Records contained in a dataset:

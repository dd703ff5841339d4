//! VideoScript struct - the core structured output from the LLM agent.

use schemars::JsonSchema;
use serde::{Deserialize, Serialize};
use thiserror::Error;

/// A required field that came back empty or malformed.
#[derive(Error, Debug, Clone, PartialEq, Eq)]
#[error("invalid field `{field}`: {reason}")]
pub struct ValidationError {
    /// Name of the offending field
    pub field: &'static str,
    /// What was wrong with it
    pub reason: String,
}

impl ValidationError {
    fn empty(field: &'static str) -> Self {
        Self {
            field,
            reason: "must not be empty".to_string(),
        }
    }
}

/// Structured video script output from the LLM.
///
/// Deserialisation enforces presence of every field; `validate` enforces
/// that none of them came back blank.
#[derive(Debug, Clone, Serialize, Deserialize, JsonSchema)]
pub struct VideoScript {
    /// Video title
    pub title: String,
    /// Opening hook, one or two sentences
    pub hook: String,
    /// Full introduction paragraph
    pub introduction: String,
    /// Main talking points, in presentation order
    pub main_points: Vec<String>,
    /// Closing with a call-to-action
    pub conclusion: String,
    /// YouTube tags for discoverability
    pub tags: Vec<String>,
    /// Free-form length estimate (e.g. "5 minutes")
    pub estimated_duration: String,
}

impl VideoScript {
    /// Check every required field is populated.
    ///
    /// Deserialisation already rejects missing fields; this rejects fields
    /// that are present but blank, naming the first offender.
    pub fn validate(&self) -> Result<(), ValidationError> {
        if self.title.trim().is_empty() {
            return Err(ValidationError::empty("title"));
        }
        if self.hook.trim().is_empty() {
            return Err(ValidationError::empty("hook"));
        }
        if self.introduction.trim().is_empty() {
            return Err(ValidationError::empty("introduction"));
        }
        if self.main_points.is_empty() {
            return Err(ValidationError {
                field: "main_points",
                reason: "must contain at least one point".to_string(),
            });
        }
        if self.main_points.iter().any(|p| p.trim().is_empty()) {
            return Err(ValidationError {
                field: "main_points",
                reason: "points must not be blank".to_string(),
            });
        }
        if self.conclusion.trim().is_empty() {
            return Err(ValidationError::empty("conclusion"));
        }
        if self.tags.is_empty() {
            return Err(ValidationError {
                field: "tags",
                reason: "must contain at least one tag".to_string(),
            });
        }
        if self.estimated_duration.trim().is_empty() {
            return Err(ValidationError::empty("estimated_duration"));
        }
        Ok(())
    }

    /// Number of main talking points
    pub fn point_count(&self) -> usize {
        self.main_points.len()
    }
}
//! JSON messages exchanged between the radio host and the verifier host.

use serde::{Deserialize, Serialize};
use serde_json::Value;

use crate::types::Challenge;

#[derive(Debug, Clone, Copy, PartialEq, Eq)]
pub enum RelayAction {
    GetChallenge,
    Authenticate,
    Register,
    Ping,
}

impl RelayAction {
    pub fn as_str(self) -> &'static str {
        match self {
            RelayAction::GetChallenge => "getChallenge",
            RelayAction::Authenticate => "authenticate",
            RelayAction::Register => "register",
            RelayAction::Ping => "ping",
        }
    }

    pub fn parse(s: &str) -> Option<Self> {
        Some(match s {
            "getChallenge" => RelayAction::GetChallenge,
            "authenticate" => RelayAction::Authenticate,
            "register" => RelayAction::Register,
            "ping" => RelayAction::Ping,
            _ => return None,
        })
    }
}

/// `{id, action, data}`. The id is echoed back untouched, so any JSON value
/// is accepted.
#[derive(Debug, Clone, Serialize, Deserialize)]
pub struct RelayRequest {
    #[serde(default)]
    pub id: Value,
    pub action: String,
    #[serde(default)]
    pub data: Value,
}

#[derive(Debug, Clone, Default, PartialEq, Serialize, Deserialize)]
#[serde(rename_all = "camelCase")]
pub struct RelayResponse {
    #[serde(default, skip_serializing_if = "Value::is_null")]
    pub id: Value,
    pub success: bool,
    #[serde(default, skip_serializing_if = "Option::is_none")]
    pub challenge: Option<Challenge>,
    #[serde(default, skip_serializing_if = "Option::is_none")]
    pub device_name: Option<String>,
    #[serde(default, skip_serializing_if = "Option::is_none")]
    pub error: Option<String>,
    #[serde(default, skip_serializing_if = "Option::is_none")]
    pub pong: Option<bool>,
}

impl RelayResponse {
    pub fn ok() -> Self {
        Self {
            success: true,
            ..Default::default()
        }
    }

    pub fn failure(error: impl Into<String>) -> Self {
        Self {
            success: false,
            error: Some(error.into()),
            ..Default::default()
        }
    }

    pub fn with_id(mut self, id: Value) -> Self {
        self.id = id;
        self
    }
}

/// Unsolicited messages from the verifier.
#[derive(Debug, Clone, PartialEq, Eq, Serialize, Deserialize)]
#[serde(tag = "type", rename_all = "camelCase")]
pub enum Notice {
    Connected {
        #[serde(default, skip_serializing_if = "Option::is_none")]
        message: Option<String>,
    },
    RegistrationMode {
        enabled: bool,
    },
}

#[derive(Debug, Clone, Deserialize)]
#[serde(untagged)]
pub enum Inbound {
    Notice(Notice),
    Response(RelayResponse),
}

#[cfg(test)]
mod tests {
    use super::*;
    use serde_json::json;

    #[test]
    fn inbound_distinguishes_notices_from_responses() {
        let n: Inbound = serde_json::from_value(json!({"type": "registrationMode", "enabled": true})).unwrap();
        assert!(matches!(n, Inbound::Notice(Notice::RegistrationMode { enabled: true })));

        let c: Inbound =
            serde_json::from_value(json!({"type": "connected", "message": "Server ready"})).unwrap();
        assert!(matches!(c, Inbound::Notice(Notice::Connected { .. })));

        let r: Inbound =
            serde_json::from_value(json!({"id": 4, "success": true, "deviceName": "Watch"})).unwrap();
        match r {
            Inbound::Response(r) => {
                assert_eq!(r.id, json!(4));
                assert_eq!(r.device_name.as_deref(), Some("Watch"));
            }
            other => panic!("unexpected {other:?}"),
        }
    }

    #[test]
    fn response_omits_empty_fields() {
        let v = serde_json::to_value(RelayResponse::failure("Unknown action").with_id(json!(9))).unwrap();
        assert_eq!(v, json!({"id": 9, "success": false, "error": "Unknown action"}));
    }

    #[test]
    fn actions_round_trip_by_name() {
        for a in [
            RelayAction::GetChallenge,
            RelayAction::Authenticate,
            RelayAction::Register,
            RelayAction::Ping,
        ] {
            assert_eq!(RelayAction::parse(a.as_str()), Some(a));
        }
        assert_eq!(RelayAction::parse("reboot"), None);
    }
}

Problem to work on
Give again, exactly as written, every line from the first one above through the line that has "empty or malformed." in it.

Solution below
repository dd703ff5841339d4
//! VideoScript struct - the core structured output from the LLM agent.

use schemars::JsonSchema;
use serde::{Deserialize, Serialize};
use thiserror::Error;

/// A required field that came back empty or malformed.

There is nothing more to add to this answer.